In terms of RAG, an agent is a function calling agent.
Each agent is configured with a profile that determines its role, behavior, and the tools it can use and how it can use them.
Agents Profiles has the following characteristics:
- System prompt: Each agent is defined by a unique system prompt that sets its tone of voice, supported languages, and context. This system prompt establishes the role the agent plays and defines general rules for its behavior.
- Workflow type: Each agent profile includes a workflow type which controls the format of their output. Currently supported workflow types are:
- Text: Generates free-form text responses without memory management, ideal for straightforward answers (e.g., feedback generation in an education platform).
- Structured Data: Produces responses based on predefined schemas or templates, which are useful for structured content generation and validation (e.g., personalized lesson creation in Education Platform).

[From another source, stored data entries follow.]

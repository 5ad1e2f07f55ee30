//! Value types handed out by a [`Sentinel`](super::Sentinel).

use crate::error::SentinelError;
use std::fmt;
use std::path::{Path, PathBuf};
use std::sync::Arc;
use tokio::sync::watch;

/// Callback receiving every error a running sentinel encounters.
///
/// It is invoked inline on the control loop, so it should return quickly.
/// A panic inside the callback is caught and logged.
pub type ErrorCallback = Arc<dyn Fn(&SentinelError) + Send + Sync + 'static>;

/// Lifecycle of a [`Sentinel`](super::Sentinel).
///
/// ```text
/// Idle ──start──▶ Running ──loop ends──▶ Stopped
///  │                 │                      │
///  │                 └────────stop──────────┴──▶ Closing ──▶ Closed
///  └──────────────────────stop──────────────────────────────▶ Closed
/// ```
#[derive(Debug, Clone, Copy, Eq, PartialEq, Hash)]
pub enum LifecycleState {
    /// Built but not started.
    Idle,
    /// The source and the control loop are running.
    Running,
    /// The control loop ended on its own (source error or source closed).
    Stopped,
    /// A stop is in progress.
    Closing,
    /// All background work has finished.
    Closed,
}

impl LifecycleState {
    /// Returns a stable string representation of the state.
    pub const fn as_str(self) -> &'static str {
        match self {
            Self::Idle => "idle",
            Self::Running => "running",
            Self::Stopped => "stopped",
            Self::Closing => "closing",
            Self::Closed => "closed",
        }
    }
}

impl fmt::Display for LifecycleState {
    fn fmt(&self, f: &mut fmt::Formatter<'_>) -> fmt::Result {
        f.write_str(self.as_str())
    }
}

// Outcome of the first load attempt, as observed by `wait_for_first_load`.
#[derive(Debug, Clone)]
pub(super) enum FirstLoad {
    Pending,
    Loaded,
    Failed(SentinelError),
}

impl FirstLoad {
    pub(super) fn outcome(&self) -> Option<Result<(), SentinelError>> {
        match self {
            Self::Pending => None,
            Self::Loaded => Some(Ok(())),
            Self::Failed(e) => Some(Err(e.clone())),
        }
    }
}

/// Handle for receiving update notifications from a [`Sentinel`](super::Sentinel).
///
/// The sequence number is the number of successful loads so far; the first
/// load publishes `1`. Receivers only see the latest value: if a receiver is
/// slow, intermediate sequence numbers may be skipped.
#[derive(Clone, Debug)]
pub struct SentinelUpdates {
    pub(super) rx: watch::Receiver<u64>,
}

impl SentinelUpdates {
    /// Waits for the next successful load and returns its sequence number.
    ///
    /// # Errors
    ///
    /// Returns [`SentinelError::Closed`] once the control loop has ended.
    pub async fn changed(&mut self) -> Result<u64, SentinelError> {
        self.rx
            .changed()
            .await
            .map_err(|_| SentinelError::Closed)?;
        Ok(*self.rx.borrow_and_update())
    }

    /// Returns the last sequence number without waiting.
    pub fn last(&self) -> u64 {
        *self.rx.borrow()
    }

    /// Waits until the sequence number satisfies `f`.
    ///
    /// Returns immediately if the current value already does.
    ///
    /// # Errors
    ///
    /// Returns [`SentinelError::Closed`] once the control loop has ended.
    pub async fn wait_for<F>(&mut self, mut f: F) -> Result<u64, SentinelError>
    where
        F: FnMut(&u64) -> bool,
    {
        let current = self.last();
        if f(&current) {
            return Ok(current);
        }
        loop {
            let seq = self.changed().await?;
            if f(&seq) {
                return Ok(seq);
            }
        }
    }
}

/// Validity and identity of the currently served leaf certificate, keyed by
/// the watched path.
///
/// Intended for external metrics collection (for example, gauges exporting the
/// expiry of each watched certificate).
#[derive(Debug, Clone, Eq, PartialEq)]
pub struct CertificateObservation {
    pub(super) path: PathBuf,
    pub(super) serial_number: String,
    pub(super) not_before: i64,
    pub(super) not_after: i64,
}

impl CertificateObservation {
    /// Returns the watched path.
    pub fn path(&self) -> &Path {
        &self.path
    }

    /// Returns the serial number in decimal notation.
    pub fn serial_number(&self) -> &str {
        &self.serial_number
    }

    /// Returns the start of the validity period, in seconds since the Unix epoch.
    pub fn not_before(&self) -> i64 {
        self.not_before
    }

    /// Returns the end of the validity period, in seconds since the Unix epoch.
    pub fn not_after(&self) -> i64 {
        self.not_after
    }
}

- Conversation: Functions as a chat application, generating free-form responses based on incoming messages and using tools to manage chat functions. This type can support streaming and session-based interactions (e.g., Digital Accountant).
- Toolset: Each agent is equipped with a selection of tools from the Tool Repository. These tools are chosen to support the agent’s specific tasks, allowing it to access data, perform calculations, generate visualizations, and more. The enabled tools for each agent can be adjusted according to the agent’s role.
Agents leverage tools as reusable modules, using them in a sequence that’s determined by the dynamically generated pipeline for each request. When a tool is enabled for an agent, the agent can determine whether the tool is needed based on the request context. It then calls the tool with parameters generated by the AI, producing a specific output to fulfill part of the task.
- Intermediate Memory: When an agent calls a tool, it temporarily stores the output in session memory, allowing it to be referenced or used in subsequent steps. This enables complex workflows where multiple tools might be chained together, and memory is updated iteratively as new information becomes available.
- Input and Output Schema: Each tool has a strict input and output schema. This structured design ensures that agents know exactly what type of data is required to use each tool and what format the results will take. Output schemas are crucial as they allow the agent to use tool results as input for subsequent tools or as final answers.